§ **WHAT NEEDS TO BE DONE**: Each line of the material beneath should be duplicated exactly.

MATERIAL SHOWN section start

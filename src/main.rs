use std::{
    rc::Rc,
    sync::{Arc, Mutex, mpsc},
    time::{Duration, Instant},
};

use anyhow::Result;
use ratatui::DefaultTerminal;

use scrubline::{
    app::state::App,
    config,
    events::types::AppEvent,
    input,
    player::{self, PlayerCommand, PlayerHandle, PlayerSnapshot},
    ui::{self, theme::Theme},
};

fn main() -> Result<()> {
    let config = config::load_or_create_config()?;
    let log_path = config::logging::init(config.log_level()?)?;
    tracing::info!("logging to {}", log_path.display());

    let theme = Theme::from_name(config.theme);

    let (event_tx, event_rx) = mpsc::channel::<AppEvent>();
    let (player_cmd_tx, player_cmd_rx) = mpsc::channel::<PlayerCommand>();
    let snapshot = Arc::new(Mutex::new(PlayerSnapshot::default()));

    let _player_handle = player::thread::spawn(
        config.clock_settings(),
        player_cmd_rx,
        event_tx.clone(),
        snapshot.clone(),
    );

    let player = Rc::new(PlayerHandle::new(player_cmd_tx, snapshot));
    let mut app = App::new(&config, theme, player, event_tx.clone())?;
    app.load_clip(0);

    let mut terminal = ratatui::init();
    let _input_handle = input::thread::spawn(event_tx);

    let result = run(&mut terminal, &mut app, &event_rx);
    ratatui::restore();
    result
}

fn run(terminal: &mut DefaultTerminal, app: &mut App, event_rx: &mpsc::Receiver<AppEvent>) -> Result<()> {
    loop {
        app.tick(Instant::now());
        terminal.draw(|f| ui::render::render(f, app))?;

        match event_rx.recv_timeout(Duration::from_millis(50)) {
            Ok(event) => {
                handle_event(app, event);
                while let Ok(event) = event_rx.try_recv() {
                    handle_event(app, event);
                }
            }
            Err(mpsc::RecvTimeoutError::Timeout) => {}
            Err(mpsc::RecvTimeoutError::Disconnected) => {
                tracing::error!("event channel disconnected");
                break;
            }
        }

        if app.should_quit {
            break;
        }
    }

    Ok(())
}

fn handle_event(app: &mut App, event: AppEvent) {
    match event {
        AppEvent::Input(key_event) => app.handle_input(key_event),
        AppEvent::Mouse(mouse_event) => app.handle_mouse(mouse_event),
        AppEvent::Resize(_width, _height) => {}
        AppEvent::FocusLost => app.on_focus_lost(),
        AppEvent::FocusGained => app.on_focus_gained(),
        AppEvent::Player(player_event) => app.on_player_event(player_event),
        AppEvent::Host(host_event) => app.on_host_event(host_event),
    }
}
use std::time::{Duration, Instant};

/// A single deferred action polled from the UI loop.
///
/// Scheduling again replaces the previous deadline and [`Self::cancel`] drops
/// it, so at most one firing is ever outstanding.
#[derive(Debug, Clone)]
pub struct DeferredTask {
    delay: Duration,
    due: Option<Instant>,
}

impl DeferredTask {
    pub fn new(delay: Duration) -> Self {
        Self { delay, due: None }
    }

    pub fn delay(&self) -> Duration {
        self.delay
    }

    pub fn schedule(&mut self, now: Instant) {
        self.due = Some(now + self.delay);
    }

    pub fn cancel(&mut self) {
        self.due = None;
    }

    pub fn is_pending(&self) -> bool {
        self.due.is_some()
    }

    /// Returns true exactly once when the deadline has passed.
    pub fn poll(&mut self, now: Instant) -> bool {
        match self.due {
            Some(due) if now >= due => {
                self.due = None;
                true
            }
            _ => false,
        }
    }
}

#[cfg(test)]
mod tests {
    use super::*;

    #[test]
    fn fires_once_after_delay() {
        let start = Instant::now();
        let mut task = DeferredTask::new(Duration::from_millis(100));
        task.schedule(start);

        assert!(!task.poll(start + Duration::from_millis(99)));
        assert!(task.poll(start + Duration::from_millis(100)));
        assert!(!task.poll(start + Duration::from_millis(200)));
        assert!(!task.is_pending());
    }

    #[test]
    fn cancelled_task_never_fires() {
        let start = Instant::now();
        let mut task = DeferredTask::new(Duration::from_millis(100));
        task.schedule(start);
        task.cancel();

        assert!(!task.poll(start + Duration::from_secs(1)));
    }

    #[test]
    fn rescheduling_moves_the_deadline() {
        let start = Instant::now();
        let mut task = DeferredTask::new(Duration::from_millis(100));
        task.schedule(start);
        task.schedule(start + Duration::from_millis(80));

        assert!(!task.poll(start + Duration::from_millis(150)));
        assert!(task.poll(start + Duration::from_millis(180)));
    }
}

MATERIAL SHOWN section end

§ **ANSWER TO THE EXERCISE**:
filename src/main.rs
use std::{
    rc::Rc,
    sync::{Arc, Mutex, mpsc},
    time::{Duration, Instant},
};

use anyhow::Result;
use ratatui::DefaultTerminal;

use scrubline::{
    app::state::App,
    config,
    events::types::AppEvent,
    input,
    player::{self, PlayerCommand, PlayerHandle, PlayerSnapshot},
    ui::{self, theme::Theme},
};

fn main() -> Result<()> {
    let config = config::load_or_create_config()?;
    let log_path = config::logging::init(config.log_level()?)?;
    tracing::info!("logging to {}", log_path.display());

    let theme = Theme::from_name(config.theme);

    let (event_tx, event_rx) = mpsc::channel::<AppEvent>();
    let (player_cmd_tx, player_cmd_rx) = mpsc::channel::<PlayerCommand>();
    let snapshot = Arc::new(Mutex::new(PlayerSnapshot::default()));

    let _player_handle = player::thread::spawn(
        config.clock_settings(),
        player_cmd_rx,
        event_tx.clone(),
        snapshot.clone(),
    );

    let player = Rc::new(PlayerHandle::new(player_cmd_tx, snapshot));
    let mut app = App::new(&config, theme, player, event_tx.clone())?;
    app.load_clip(0);

    let mut terminal = ratatui::init();
    let _input_handle = input::thread::spawn(event_tx);

    let result = run(&mut terminal, &mut app, &event_rx);
    ratatui::restore();
    result
}

fn run(terminal: &mut DefaultTerminal, app: &mut App, event_rx: &mpsc::Receiver<AppEvent>) -> Result<()> {
    loop {
        app.tick(Instant::now());
        terminal.draw(|f| ui::render::render(f, app))?;

        match event_rx.recv_timeout(Duration::from_millis(50)) {
            Ok(event) => {
                handle_event(app, event);
                while let Ok(event) = event_rx.try_recv() {
                    handle_event(app, event);
                }
            }
            Err(mpsc::RecvTimeoutError::Timeout) => {}
            Err(mpsc::RecvTimeoutError::Disconnected) => {
                tracing::error!("event channel disconnected");
                break;
            }
        }

        if app.should_quit {
            break;
        }
    }

    Ok(())
}

fn handle_event(app: &mut App, event: AppEvent) {
    match event {
        AppEvent::Input(key_event) => app.handle_input(key_event),
        AppEvent::Mouse(mouse_event) => app.handle_mouse(mouse_event),
        AppEvent::Resize(_width, _height) => {}
        AppEvent::FocusLost => app.on_focus_lost(),
        AppEvent::FocusGained => app.on_focus_gained(),
        AppEvent::Player(player_event) => app.on_player_event(player_event),
        AppEvent::Host(host_event) => app.on_host_event(host_event),
    }
}
use std::time::{Duration, Instant};

/// A single deferred action polled from the UI loop.
///
/// Scheduling again replaces the previous deadline and [`Self::cancel`] drops
/// it, so at most one firing is ever outstanding.
#[derive(Debug, Clone)]
pub struct DeferredTask {
    delay: Duration,
    due: Option<Instant>,
}

impl DeferredTask {
    pub fn new(delay: Duration) -> Self {
        Self { delay, due: None }
    }

    pub fn delay(&self) -> Duration {
        self.delay
    }

    pub fn schedule(&mut self, now: Instant) {
        self.due = Some(now + self.delay);
    }

    pub fn cancel(&mut self) {
        self.due = None;
    }

    pub fn is_pending(&self) -> bool {
        self.due.is_some()
    }

    /// Returns true exactly once when the deadline has passed.
    pub fn poll(&mut self, now: Instant) -> bool {
        match self.due {
            Some(due) if now >= due => {
                self.due = None;
                true
            }
            _ => false,
        }
    }
}

#[cfg(test)]
mod tests {
    use super::*;

    #[test]
    fn fires_once_after_delay() {
        let start = Instant::now();
        let mut task = DeferredTask::new(Duration::from_millis(100));
        task.schedule(start);

        assert!(!task.poll(start + Duration::from_millis(99)));
        assert!(task.poll(start + Duration::from_millis(100)));
        assert!(!task.poll(start + Duration::from_millis(200)));
        assert!(!task.is_pending());
    }

    #[test]
    fn cancelled_task_never_fires() {
        let start = Instant::now();
        let mut task = DeferredTask::new(Duration::from_millis(100));
        task.schedule(start);
        task.cancel();

        assert!(!task.poll(start + Duration::from_secs(1)));
    }

    #[test]
    fn rescheduling_moves_the_deadline() {
        let start = Instant::now();
        let mut task = DeferredTask::new(Duration::from_millis(100));
        task.schedule(start);
        task.schedule(start + Duration::from_millis(80));

        assert!(!task.poll(start + Duration::from_millis(150)));
        assert!(task.poll(start + Duration::from_millis(180)));
    }
}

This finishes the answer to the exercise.